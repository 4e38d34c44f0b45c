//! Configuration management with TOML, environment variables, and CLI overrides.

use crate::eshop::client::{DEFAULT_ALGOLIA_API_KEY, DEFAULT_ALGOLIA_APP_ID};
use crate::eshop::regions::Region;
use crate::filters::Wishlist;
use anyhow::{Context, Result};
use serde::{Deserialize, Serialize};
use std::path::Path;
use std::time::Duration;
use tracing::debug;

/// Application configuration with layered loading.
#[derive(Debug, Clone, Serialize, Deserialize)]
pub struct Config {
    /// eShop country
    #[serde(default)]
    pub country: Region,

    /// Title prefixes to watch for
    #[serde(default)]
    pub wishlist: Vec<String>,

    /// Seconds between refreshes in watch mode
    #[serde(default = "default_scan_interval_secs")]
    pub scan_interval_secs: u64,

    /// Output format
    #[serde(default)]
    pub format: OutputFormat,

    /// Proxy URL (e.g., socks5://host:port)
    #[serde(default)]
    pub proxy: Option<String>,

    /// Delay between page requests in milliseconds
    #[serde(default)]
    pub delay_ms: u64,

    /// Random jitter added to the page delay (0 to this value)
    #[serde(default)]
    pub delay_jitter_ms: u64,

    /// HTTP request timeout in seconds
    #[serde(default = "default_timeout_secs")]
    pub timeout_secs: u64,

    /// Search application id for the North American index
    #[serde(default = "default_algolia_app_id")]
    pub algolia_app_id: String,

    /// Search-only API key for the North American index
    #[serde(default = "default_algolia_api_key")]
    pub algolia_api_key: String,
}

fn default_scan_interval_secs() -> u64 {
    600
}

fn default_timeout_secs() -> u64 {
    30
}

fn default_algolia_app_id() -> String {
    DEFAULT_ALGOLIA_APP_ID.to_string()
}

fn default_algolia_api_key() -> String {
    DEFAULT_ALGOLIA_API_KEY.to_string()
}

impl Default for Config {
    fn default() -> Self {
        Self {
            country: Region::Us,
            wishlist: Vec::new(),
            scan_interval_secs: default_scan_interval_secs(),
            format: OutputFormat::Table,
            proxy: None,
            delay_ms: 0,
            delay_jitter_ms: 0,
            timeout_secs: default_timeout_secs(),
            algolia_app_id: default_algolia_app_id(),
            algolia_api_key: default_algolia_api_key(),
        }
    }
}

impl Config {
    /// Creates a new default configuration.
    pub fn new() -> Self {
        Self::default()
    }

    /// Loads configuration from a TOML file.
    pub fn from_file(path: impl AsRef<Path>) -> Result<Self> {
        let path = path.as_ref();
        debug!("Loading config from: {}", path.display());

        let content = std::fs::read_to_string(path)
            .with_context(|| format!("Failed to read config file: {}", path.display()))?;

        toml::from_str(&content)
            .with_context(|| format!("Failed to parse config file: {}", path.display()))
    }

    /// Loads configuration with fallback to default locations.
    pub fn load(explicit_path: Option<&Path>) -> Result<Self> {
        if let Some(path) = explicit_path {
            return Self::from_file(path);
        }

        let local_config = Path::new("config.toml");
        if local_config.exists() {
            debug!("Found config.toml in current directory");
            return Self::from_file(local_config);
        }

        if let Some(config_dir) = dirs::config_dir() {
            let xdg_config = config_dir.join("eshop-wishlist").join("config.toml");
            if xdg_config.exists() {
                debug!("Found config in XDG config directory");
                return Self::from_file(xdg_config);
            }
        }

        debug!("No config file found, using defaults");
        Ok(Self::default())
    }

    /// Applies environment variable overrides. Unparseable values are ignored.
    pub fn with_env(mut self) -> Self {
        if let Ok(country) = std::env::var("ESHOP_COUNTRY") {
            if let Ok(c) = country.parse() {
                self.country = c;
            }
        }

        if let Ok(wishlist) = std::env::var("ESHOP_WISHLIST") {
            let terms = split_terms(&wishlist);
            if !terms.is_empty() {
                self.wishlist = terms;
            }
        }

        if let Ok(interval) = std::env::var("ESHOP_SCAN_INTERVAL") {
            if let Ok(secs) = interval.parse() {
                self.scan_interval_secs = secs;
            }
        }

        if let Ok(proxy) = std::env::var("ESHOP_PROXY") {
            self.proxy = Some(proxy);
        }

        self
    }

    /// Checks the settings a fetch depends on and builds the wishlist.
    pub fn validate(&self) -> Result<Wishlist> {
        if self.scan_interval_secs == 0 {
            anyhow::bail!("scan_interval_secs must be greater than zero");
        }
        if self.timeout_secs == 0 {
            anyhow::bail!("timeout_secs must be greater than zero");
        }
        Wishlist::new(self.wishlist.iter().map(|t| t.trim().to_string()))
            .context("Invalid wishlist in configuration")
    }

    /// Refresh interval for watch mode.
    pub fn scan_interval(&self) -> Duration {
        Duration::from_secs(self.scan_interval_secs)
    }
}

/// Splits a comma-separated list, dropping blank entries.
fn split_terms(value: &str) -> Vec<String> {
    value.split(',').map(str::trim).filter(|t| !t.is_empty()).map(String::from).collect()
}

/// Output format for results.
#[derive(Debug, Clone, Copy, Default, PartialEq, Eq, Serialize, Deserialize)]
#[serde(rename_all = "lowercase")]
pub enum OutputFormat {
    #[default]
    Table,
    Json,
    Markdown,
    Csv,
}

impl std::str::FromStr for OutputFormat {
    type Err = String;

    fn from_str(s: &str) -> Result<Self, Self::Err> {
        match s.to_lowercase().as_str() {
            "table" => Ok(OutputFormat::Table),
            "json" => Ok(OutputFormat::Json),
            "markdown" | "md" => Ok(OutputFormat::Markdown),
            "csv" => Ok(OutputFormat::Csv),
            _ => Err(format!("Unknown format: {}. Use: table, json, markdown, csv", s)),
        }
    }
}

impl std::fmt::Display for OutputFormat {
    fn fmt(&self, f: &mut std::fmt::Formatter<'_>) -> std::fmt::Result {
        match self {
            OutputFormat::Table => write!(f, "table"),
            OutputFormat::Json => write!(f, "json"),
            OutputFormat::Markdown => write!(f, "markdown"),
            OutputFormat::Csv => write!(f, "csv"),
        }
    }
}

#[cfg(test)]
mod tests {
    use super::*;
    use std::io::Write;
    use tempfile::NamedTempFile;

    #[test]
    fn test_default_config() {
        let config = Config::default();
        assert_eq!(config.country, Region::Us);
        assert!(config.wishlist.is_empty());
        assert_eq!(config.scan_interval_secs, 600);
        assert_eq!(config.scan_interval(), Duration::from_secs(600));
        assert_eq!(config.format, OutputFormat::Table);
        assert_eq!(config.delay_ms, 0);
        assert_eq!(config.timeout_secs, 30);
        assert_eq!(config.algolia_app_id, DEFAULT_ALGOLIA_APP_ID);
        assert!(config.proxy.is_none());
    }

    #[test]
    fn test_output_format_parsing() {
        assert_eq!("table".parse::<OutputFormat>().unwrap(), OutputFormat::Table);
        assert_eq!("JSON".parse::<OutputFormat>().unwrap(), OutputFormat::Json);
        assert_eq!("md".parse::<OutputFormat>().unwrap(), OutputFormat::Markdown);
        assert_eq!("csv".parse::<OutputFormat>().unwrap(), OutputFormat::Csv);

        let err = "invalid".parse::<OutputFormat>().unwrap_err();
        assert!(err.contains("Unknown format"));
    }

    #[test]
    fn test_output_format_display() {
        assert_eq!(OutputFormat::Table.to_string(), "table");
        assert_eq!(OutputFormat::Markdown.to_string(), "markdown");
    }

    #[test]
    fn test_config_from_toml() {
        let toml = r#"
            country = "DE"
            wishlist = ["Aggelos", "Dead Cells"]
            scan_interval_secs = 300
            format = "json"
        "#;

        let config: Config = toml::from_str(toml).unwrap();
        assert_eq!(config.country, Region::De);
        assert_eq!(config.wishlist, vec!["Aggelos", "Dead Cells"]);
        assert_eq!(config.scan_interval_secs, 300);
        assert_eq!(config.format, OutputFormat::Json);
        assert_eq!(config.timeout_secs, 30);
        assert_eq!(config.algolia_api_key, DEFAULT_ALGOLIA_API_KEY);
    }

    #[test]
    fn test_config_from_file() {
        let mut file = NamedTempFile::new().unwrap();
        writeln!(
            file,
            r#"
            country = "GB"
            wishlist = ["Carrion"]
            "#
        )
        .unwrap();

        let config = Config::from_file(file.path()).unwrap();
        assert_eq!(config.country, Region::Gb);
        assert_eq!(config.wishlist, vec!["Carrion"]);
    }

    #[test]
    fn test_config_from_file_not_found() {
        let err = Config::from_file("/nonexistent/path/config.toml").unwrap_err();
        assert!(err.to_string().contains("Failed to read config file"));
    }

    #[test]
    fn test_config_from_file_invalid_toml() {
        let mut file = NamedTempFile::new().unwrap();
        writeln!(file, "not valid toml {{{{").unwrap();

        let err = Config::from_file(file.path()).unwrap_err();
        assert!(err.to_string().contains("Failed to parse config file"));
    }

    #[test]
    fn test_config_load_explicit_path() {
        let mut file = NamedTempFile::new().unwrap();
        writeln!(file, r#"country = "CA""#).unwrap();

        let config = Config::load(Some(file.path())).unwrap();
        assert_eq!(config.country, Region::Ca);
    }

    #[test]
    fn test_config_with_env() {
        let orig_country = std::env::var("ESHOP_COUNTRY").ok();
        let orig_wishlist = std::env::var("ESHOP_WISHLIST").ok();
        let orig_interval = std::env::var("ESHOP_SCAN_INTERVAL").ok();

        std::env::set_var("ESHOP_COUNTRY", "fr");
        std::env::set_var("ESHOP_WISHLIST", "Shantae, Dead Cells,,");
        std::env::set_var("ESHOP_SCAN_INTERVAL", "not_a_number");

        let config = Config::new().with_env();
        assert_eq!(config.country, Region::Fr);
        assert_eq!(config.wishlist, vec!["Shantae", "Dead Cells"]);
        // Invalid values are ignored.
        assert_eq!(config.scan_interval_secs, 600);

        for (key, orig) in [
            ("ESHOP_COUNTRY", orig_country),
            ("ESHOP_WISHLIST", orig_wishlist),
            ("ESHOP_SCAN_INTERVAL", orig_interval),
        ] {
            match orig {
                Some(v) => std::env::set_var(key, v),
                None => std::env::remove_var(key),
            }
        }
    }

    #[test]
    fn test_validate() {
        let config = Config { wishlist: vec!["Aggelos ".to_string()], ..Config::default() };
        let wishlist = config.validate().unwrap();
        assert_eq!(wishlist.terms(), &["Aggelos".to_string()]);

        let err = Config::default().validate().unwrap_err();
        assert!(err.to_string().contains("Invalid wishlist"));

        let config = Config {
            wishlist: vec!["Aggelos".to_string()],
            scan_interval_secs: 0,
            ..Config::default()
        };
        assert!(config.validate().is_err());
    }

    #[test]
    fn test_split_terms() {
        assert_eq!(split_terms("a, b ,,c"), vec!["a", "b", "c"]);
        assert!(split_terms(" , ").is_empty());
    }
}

★ ★ ★ ★ ★ ★ ★

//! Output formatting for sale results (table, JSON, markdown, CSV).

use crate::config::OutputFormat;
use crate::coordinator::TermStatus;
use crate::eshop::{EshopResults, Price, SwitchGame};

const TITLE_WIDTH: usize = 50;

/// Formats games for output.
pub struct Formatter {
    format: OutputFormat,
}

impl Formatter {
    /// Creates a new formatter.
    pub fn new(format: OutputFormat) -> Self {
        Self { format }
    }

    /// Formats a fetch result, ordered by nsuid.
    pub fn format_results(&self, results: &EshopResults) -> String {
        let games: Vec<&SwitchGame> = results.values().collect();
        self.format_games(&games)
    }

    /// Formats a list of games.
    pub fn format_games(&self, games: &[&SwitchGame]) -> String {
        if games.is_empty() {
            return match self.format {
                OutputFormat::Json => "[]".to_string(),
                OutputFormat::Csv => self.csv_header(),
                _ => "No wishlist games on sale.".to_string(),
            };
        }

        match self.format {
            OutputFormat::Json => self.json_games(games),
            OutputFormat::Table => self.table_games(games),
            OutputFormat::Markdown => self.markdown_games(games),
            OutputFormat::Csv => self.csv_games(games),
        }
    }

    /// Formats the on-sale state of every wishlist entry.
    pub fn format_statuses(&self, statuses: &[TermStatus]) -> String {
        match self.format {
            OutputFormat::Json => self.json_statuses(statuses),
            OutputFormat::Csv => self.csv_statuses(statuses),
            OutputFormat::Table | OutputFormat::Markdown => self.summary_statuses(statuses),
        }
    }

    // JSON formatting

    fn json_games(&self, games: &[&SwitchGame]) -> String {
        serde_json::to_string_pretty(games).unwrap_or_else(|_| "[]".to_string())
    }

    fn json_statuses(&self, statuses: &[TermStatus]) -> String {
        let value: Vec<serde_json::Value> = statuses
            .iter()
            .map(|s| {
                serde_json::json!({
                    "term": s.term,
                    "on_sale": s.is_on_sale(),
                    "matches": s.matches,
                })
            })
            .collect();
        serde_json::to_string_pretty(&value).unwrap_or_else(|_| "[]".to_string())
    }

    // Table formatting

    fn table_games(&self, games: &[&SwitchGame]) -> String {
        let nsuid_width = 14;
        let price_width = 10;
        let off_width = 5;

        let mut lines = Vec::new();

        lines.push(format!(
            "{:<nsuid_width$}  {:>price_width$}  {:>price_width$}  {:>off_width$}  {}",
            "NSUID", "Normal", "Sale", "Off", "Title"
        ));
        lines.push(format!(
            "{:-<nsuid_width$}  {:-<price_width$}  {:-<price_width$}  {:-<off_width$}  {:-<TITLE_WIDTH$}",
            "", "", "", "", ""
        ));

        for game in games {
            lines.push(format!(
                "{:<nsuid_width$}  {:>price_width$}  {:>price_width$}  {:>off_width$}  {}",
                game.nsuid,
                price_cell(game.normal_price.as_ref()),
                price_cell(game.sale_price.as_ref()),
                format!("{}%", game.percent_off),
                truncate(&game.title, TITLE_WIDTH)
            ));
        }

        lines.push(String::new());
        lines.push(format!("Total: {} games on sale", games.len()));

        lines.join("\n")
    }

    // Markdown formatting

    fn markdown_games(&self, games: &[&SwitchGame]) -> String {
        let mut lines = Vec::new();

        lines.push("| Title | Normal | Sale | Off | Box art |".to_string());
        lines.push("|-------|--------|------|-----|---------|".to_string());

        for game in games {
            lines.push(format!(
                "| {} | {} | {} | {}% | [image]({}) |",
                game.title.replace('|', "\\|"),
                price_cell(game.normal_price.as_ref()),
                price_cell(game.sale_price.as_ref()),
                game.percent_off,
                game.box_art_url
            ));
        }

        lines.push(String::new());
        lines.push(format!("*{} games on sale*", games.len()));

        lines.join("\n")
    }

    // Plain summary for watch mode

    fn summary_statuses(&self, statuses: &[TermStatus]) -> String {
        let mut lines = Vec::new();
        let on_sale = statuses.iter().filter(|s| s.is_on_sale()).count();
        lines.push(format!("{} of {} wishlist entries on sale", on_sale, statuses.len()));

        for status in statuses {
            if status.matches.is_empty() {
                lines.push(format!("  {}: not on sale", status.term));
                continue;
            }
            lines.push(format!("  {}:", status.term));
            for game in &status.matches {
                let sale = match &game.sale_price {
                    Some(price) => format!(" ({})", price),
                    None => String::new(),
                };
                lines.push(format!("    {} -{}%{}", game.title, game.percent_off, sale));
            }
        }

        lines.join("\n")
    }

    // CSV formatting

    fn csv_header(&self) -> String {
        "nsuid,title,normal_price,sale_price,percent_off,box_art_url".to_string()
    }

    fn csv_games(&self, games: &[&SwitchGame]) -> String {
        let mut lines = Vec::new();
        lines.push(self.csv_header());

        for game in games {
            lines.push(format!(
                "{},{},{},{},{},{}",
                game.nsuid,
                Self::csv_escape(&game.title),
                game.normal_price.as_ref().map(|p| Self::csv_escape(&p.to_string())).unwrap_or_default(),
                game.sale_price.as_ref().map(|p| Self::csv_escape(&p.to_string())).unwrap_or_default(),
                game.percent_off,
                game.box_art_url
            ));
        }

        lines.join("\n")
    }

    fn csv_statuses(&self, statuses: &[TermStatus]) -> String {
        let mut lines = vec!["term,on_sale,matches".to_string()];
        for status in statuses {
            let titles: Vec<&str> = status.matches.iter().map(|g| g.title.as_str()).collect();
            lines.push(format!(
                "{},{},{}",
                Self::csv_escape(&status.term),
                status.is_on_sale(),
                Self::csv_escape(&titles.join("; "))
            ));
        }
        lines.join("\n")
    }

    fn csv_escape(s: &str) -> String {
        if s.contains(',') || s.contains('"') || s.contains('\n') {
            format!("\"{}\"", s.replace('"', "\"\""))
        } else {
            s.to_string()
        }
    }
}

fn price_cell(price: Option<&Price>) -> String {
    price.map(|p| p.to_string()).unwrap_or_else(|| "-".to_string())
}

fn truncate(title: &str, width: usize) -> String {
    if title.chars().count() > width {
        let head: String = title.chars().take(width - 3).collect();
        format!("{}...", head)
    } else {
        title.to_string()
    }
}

★ ★ ★ ★ ★ ★ ★

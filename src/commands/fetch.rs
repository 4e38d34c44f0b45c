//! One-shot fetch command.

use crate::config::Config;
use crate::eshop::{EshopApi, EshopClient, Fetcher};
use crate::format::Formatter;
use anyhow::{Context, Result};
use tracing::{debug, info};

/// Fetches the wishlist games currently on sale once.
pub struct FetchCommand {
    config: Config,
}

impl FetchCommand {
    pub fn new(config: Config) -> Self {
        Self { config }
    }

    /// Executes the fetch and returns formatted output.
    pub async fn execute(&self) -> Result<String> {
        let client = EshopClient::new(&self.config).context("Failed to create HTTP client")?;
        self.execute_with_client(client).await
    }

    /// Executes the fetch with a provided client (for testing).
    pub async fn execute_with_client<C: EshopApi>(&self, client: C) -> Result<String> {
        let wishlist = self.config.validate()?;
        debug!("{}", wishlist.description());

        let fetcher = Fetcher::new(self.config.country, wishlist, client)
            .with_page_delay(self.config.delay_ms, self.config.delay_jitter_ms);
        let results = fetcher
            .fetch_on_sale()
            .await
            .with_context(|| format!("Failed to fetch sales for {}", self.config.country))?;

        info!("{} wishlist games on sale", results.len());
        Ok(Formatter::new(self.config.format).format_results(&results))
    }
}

★ ★ ★ ★ ★ ★ ★

→ **Instructions for the task**: Would you filter the entries above and keep each line that has the word "between"?

→ **Answer to the problem**:
    /// Seconds between refreshes in watch mode
    /// Delay between page requests in milliseconds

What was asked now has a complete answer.